Whither GP1?

It seems a long time ago since I started this blog. My concerns at that stage seem so distant. Life has indeed moved on. It is over a year now since Tim (aka GP2) left school and Standard Grades, Highers, SQA, Curriculum for Excellence, Leaps, are now of no more than passing academic interest. Time for a round up.

So, Chris/GP1/Ginger left that fine academic institution that is Ross High School three years ago with a respectable assortment of Highers, Advanced Highers and various other SQA offerings. I can’t really say, hand on heart, that he ever quite got studying but hey, he did what he needed. We suggested he took a year out to figure out what he really wanted to do before moving on to more studying but he didn’t want to, so onwards it was. I think perhaps he couldn’t visualise the alternatives to the school-college route – it was a sort of comfort blanket that didn’t require too much thinking. LEAPS summer school (he didn’t really get that, either) was followed by Sport Science at Heriot Watt University.

Oh dear. Oh Heriot Watt – do you have no student support system that flags up when things are not going as they should? It was obvious to us by Christmas Continue reading

Guineapigmum moves on

It is time to grow up, venture into the world alone, stand on my own two feet. The guineapigs are guineapigs no more. They’ve left school and are off doing other things. So I called in a PR company and, just as British Petroleum became BP and Environment and Resource Technology became ERT, I paid them many thousands of pounds to change Guineapigmum to GPM; I have, after all, become attached to it.

I’m relaunching my blog which has languished unloved for some time, partly because I want to share my plans for this summer’s Big Adventure, the Shin Swim. A friend and I are planning to swim coast to coast across Scotland. Well, swim and cycle – we can’t really swim upstream and crossing Scotland does mean crossing a watershed as any self respecting geographer will tell you.

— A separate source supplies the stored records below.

//! View configuration.
//!
//! Presentation preferences shared by the models: which unit system amounts
//! are shown in, how many decimals, whether table row headers show each
//! row's share of the total, and how dates are printed. Stored as TOML.
//!
//! ```
//! use brewview::config::ViewConfig;
//! use brewview::units::UnitSystem;
//!
//! let config = ViewConfig::from_toml_str(r#"
//! unit_system = "imperial"
//! precision = 1
//! "#)?;
//!
//! assert_eq!(config.unit_system, UnitSystem::Imperial);
//! assert!(!config.display_percentages);
//! # Ok::<(), brewview::Error>(())
//! ```

use std::path::Path;

use brewview_core::logging::targets;
use chrono::format::{Item, StrftimeItems};
use serde::{Deserialize, Serialize};

use crate::error::{Error, Result};
use crate::units::{DisplayFormatter, UnitSystem};

/// Largest accepted `precision`.
pub const MAX_PRECISION: usize = 6;

/// Presentation preferences.
///
/// Omitted fields take their defaults.
#[derive(Debug, Clone, PartialEq, Eq, Serialize, Deserialize)]
#[serde(default)]
pub struct ViewConfig {
    /// Unit system for amounts and temperatures.
    pub unit_system: UnitSystem,
    /// Decimals printed for amounts.
    pub precision: usize,
    /// Whether table row headers show each row's share of the aggregate.
    pub display_percentages: bool,
    /// `chrono` format string for dates.
    pub date_format: String,
}

impl Default for ViewConfig {
    fn default() -> Self {
        Self {
            unit_system: UnitSystem::Si,
            precision: 3,
            display_percentages: false,
            date_format: "%Y-%m-%d".to_string(),
        }
    }
}

impl ViewConfig {
    /// Parses and validates a TOML document.
    pub fn from_toml_str(text: &str) -> Result<Self> {
        let config: ViewConfig = toml::from_str(text)?;
        config.validate()?;
        Ok(config)
    }

    /// Reads and validates a TOML file.
    pub fn load(path: impl AsRef<Path>) -> Result<Self> {
        let path = path.as_ref();
        let text = std::fs::read_to_string(path).map_err(|e| Error::io(path, e))?;
        let config = Self::from_toml_str(&text)?;
        tracing::debug!(target: targets::CONFIG, path = %path.display(), "loaded view config");
        Ok(config)
    }

    /// Writes the configuration as TOML.
    pub fn save(&self, path: impl AsRef<Path>) -> Result<()> {
        let path = path.as_ref();
        let text = self.to_toml_string()?;
        std::fs::write(path, text).map_err(|e| Error::io(path, e))
    }

    /// Serializes the configuration as TOML.
    pub fn to_toml_string(&self) -> Result<String> {
        Ok(toml::to_string(self)?)
    }

    /// Checks field ranges.
    pub fn validate(&self) -> Result<()> {
        if self.precision > MAX_PRECISION {
            return Err(Error::invalid_value(
                "precision",
                format!("must be at most {MAX_PRECISION}, got {}", self.precision),
            ));
        }
        if self.date_format.is_empty()
            || StrftimeItems::new(&self.date_format).any(|item| matches!(item, Item::Error))
        {
            return Err(Error::invalid_value(
                "date_format",
                format!("'{}' is not a valid date format", self.date_format),
            ));
        }
        Ok(())
    }

    /// The formatter these preferences describe.
    pub fn formatter(&self) -> DisplayFormatter {
        DisplayFormatter::new(self.unit_system, self.precision)
    }
}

Before closing this blog, I do plan to write a post with an update on the guineapigs, for those Edubuzz readers who have been with me all this time. But please don’t leave me – drop in at GPM goes wild!

Yesterday’s conversations No.2

Tim (GP2) to Chris (GP1): “Those are my shorts you’re wearing! ”

“All my things are in my suitcase. Mum told me to wash everything so I did.”

(So why, if he’d washed and packed everything, was I hanging his washing on the line this morning, I wonder.)

“I was going to wear them today! What am I supposed to wear?”

“Well, they were on the radiator not doing anything.”

“I put them on the radiator to dry. So’s I could wear them.”

“I needed some shorts.”

End of conversation.

It was the blatant complacency that got me. Big Brother was entirely in the right for the simple reason that he wanted a pair of shorts and those ones happened to be to hand.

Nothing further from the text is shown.